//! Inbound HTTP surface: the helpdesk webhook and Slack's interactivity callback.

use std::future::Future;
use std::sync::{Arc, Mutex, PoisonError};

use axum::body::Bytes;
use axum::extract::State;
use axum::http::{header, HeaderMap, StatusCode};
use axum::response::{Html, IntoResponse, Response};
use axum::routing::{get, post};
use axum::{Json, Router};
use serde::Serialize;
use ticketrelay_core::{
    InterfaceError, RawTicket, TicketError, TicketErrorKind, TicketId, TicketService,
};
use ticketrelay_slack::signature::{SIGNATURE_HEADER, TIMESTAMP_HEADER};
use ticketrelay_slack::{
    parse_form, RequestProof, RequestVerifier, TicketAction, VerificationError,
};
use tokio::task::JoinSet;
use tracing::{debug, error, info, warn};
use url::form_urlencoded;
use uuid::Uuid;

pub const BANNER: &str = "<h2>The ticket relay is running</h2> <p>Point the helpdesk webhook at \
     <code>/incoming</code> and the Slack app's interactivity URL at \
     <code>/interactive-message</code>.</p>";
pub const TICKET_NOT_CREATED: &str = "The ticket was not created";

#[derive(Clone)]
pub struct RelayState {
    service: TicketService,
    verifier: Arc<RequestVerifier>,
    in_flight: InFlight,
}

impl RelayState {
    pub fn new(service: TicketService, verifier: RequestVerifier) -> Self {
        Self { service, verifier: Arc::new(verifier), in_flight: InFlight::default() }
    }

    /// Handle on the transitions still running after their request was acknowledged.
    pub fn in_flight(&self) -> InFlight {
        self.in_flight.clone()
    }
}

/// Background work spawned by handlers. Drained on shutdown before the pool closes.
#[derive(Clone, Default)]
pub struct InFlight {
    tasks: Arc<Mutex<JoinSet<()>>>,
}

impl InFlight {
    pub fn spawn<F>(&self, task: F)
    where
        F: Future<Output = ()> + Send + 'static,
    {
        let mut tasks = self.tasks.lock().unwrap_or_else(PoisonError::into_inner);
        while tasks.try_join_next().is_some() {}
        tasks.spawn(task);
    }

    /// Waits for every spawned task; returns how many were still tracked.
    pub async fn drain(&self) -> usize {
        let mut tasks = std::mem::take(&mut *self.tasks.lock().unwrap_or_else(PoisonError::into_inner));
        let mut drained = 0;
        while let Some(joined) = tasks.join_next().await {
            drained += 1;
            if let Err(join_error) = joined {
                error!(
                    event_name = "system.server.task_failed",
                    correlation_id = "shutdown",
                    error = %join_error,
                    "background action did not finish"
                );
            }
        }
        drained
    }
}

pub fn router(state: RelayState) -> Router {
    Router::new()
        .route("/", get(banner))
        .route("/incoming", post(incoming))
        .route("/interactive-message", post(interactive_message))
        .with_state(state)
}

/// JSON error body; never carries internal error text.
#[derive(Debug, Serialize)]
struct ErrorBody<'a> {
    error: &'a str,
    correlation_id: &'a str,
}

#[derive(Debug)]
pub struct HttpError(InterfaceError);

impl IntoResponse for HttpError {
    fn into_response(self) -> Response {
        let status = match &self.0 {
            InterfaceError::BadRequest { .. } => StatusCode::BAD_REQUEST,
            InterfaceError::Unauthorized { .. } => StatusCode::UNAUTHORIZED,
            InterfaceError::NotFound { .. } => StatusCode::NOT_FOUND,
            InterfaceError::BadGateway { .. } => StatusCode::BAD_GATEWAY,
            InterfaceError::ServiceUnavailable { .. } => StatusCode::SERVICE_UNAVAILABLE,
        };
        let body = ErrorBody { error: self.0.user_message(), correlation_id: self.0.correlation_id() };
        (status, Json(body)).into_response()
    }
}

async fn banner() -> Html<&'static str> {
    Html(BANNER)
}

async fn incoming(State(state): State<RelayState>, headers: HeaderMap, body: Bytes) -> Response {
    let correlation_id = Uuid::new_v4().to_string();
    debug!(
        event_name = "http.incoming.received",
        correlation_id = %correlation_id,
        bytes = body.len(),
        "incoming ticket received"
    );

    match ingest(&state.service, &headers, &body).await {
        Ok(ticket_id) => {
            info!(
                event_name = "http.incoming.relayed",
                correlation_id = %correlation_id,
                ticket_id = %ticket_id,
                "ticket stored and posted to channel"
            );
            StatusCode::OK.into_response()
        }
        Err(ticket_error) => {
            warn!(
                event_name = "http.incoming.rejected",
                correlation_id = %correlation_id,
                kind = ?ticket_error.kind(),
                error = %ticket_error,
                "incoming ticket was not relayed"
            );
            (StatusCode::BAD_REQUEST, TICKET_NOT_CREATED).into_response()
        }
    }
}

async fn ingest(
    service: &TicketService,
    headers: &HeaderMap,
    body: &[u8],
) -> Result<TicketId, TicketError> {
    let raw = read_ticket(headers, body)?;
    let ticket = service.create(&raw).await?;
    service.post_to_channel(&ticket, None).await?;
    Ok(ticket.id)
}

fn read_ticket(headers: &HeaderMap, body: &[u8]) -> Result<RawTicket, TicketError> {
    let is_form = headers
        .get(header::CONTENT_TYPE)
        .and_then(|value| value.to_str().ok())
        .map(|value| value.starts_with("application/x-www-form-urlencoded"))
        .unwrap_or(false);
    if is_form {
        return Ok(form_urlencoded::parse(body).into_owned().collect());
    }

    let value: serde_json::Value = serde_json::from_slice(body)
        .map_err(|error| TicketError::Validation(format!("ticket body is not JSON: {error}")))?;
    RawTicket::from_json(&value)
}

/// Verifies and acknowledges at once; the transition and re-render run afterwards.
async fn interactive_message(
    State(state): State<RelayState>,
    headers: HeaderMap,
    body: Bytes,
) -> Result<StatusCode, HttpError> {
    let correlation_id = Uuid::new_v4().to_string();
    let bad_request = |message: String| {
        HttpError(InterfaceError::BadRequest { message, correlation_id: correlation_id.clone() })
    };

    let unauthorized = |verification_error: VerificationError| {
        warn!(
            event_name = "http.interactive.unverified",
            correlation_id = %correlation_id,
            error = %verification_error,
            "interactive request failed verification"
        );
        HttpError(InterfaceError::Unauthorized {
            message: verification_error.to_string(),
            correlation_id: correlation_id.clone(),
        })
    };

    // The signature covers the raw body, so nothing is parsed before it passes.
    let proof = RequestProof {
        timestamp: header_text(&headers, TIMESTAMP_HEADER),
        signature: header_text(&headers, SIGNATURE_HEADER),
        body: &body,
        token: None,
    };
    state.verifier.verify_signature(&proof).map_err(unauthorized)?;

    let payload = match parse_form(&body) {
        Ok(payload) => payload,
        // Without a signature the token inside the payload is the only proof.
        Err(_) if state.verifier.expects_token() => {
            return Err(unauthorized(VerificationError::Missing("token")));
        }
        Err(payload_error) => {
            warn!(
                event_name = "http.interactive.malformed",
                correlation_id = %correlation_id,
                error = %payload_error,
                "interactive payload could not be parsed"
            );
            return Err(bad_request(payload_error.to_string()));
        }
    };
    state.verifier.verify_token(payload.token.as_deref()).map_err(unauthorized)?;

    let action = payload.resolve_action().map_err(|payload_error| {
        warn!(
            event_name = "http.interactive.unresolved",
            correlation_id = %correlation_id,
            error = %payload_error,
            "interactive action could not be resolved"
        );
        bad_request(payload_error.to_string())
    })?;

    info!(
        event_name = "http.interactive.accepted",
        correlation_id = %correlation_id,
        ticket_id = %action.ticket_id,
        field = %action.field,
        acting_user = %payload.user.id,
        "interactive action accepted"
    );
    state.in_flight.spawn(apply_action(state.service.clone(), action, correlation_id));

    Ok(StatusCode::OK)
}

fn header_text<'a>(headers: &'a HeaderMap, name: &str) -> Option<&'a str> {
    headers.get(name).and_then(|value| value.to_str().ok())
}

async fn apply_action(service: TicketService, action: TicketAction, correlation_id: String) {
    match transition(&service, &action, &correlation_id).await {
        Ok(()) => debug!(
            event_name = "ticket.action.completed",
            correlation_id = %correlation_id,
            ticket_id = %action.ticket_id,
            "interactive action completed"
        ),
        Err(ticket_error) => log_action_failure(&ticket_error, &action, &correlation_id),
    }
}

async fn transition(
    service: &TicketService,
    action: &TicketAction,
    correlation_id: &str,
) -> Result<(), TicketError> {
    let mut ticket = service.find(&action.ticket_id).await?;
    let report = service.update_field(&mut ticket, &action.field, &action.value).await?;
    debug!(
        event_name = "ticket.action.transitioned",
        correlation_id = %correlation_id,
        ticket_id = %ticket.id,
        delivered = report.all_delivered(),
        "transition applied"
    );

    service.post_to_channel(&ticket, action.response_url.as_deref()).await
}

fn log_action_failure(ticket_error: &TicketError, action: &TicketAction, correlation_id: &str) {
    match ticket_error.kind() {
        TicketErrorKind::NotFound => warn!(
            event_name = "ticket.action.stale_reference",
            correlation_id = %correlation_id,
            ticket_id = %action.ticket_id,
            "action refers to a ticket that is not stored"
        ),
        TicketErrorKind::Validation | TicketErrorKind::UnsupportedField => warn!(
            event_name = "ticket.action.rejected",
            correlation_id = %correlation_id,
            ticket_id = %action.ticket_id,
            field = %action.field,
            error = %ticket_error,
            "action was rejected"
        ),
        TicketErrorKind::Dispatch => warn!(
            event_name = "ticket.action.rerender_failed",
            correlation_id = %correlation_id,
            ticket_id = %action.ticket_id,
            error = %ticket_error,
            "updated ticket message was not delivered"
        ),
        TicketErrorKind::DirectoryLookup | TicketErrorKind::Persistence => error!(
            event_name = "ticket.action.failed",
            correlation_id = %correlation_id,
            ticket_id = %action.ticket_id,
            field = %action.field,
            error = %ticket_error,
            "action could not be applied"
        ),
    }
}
:::
Task goal =
Transcribe the records above exactly, from the opening line down to and including the line with "pub fn new(service: TicketService, verifier: RequestVerifier)".

Response below =
//! Inbound HTTP surface: the helpdesk webhook and Slack's interactivity callback.

use std::future::Future;
use std::sync::{Arc, Mutex, PoisonError};

use axum::body::Bytes;
use axum::extract::State;
use axum::http::{header, HeaderMap, StatusCode};
use axum::response::{Html, IntoResponse, Response};
use axum::routing::{get, post};
use axum::{Json, Router};
use serde::Serialize;
use ticketrelay_core::{
    InterfaceError, RawTicket, TicketError, TicketErrorKind, TicketId, TicketService,
};
use ticketrelay_slack::signature::{SIGNATURE_HEADER, TIMESTAMP_HEADER};
use ticketrelay_slack::{
    parse_form, RequestProof, RequestVerifier, TicketAction, VerificationError,
};
use tokio::task::JoinSet;
use tracing::{debug, error, info, warn};
use url::form_urlencoded;
use uuid::Uuid;

pub const BANNER: &str = "<h2>The ticket relay is running</h2> <p>Point the helpdesk webhook at \
     <code>/incoming</code> and the Slack app's interactivity URL at \
     <code>/interactive-message</code>.</p>";
pub const TICKET_NOT_CREATED: &str = "The ticket was not created";

#[derive(Clone)]
pub struct RelayState {
    service: TicketService,
    verifier: Arc<RequestVerifier>,
    in_flight: InFlight,
}

impl RelayState {
    pub fn new(service: TicketService, verifier: RequestVerifier) -> Self {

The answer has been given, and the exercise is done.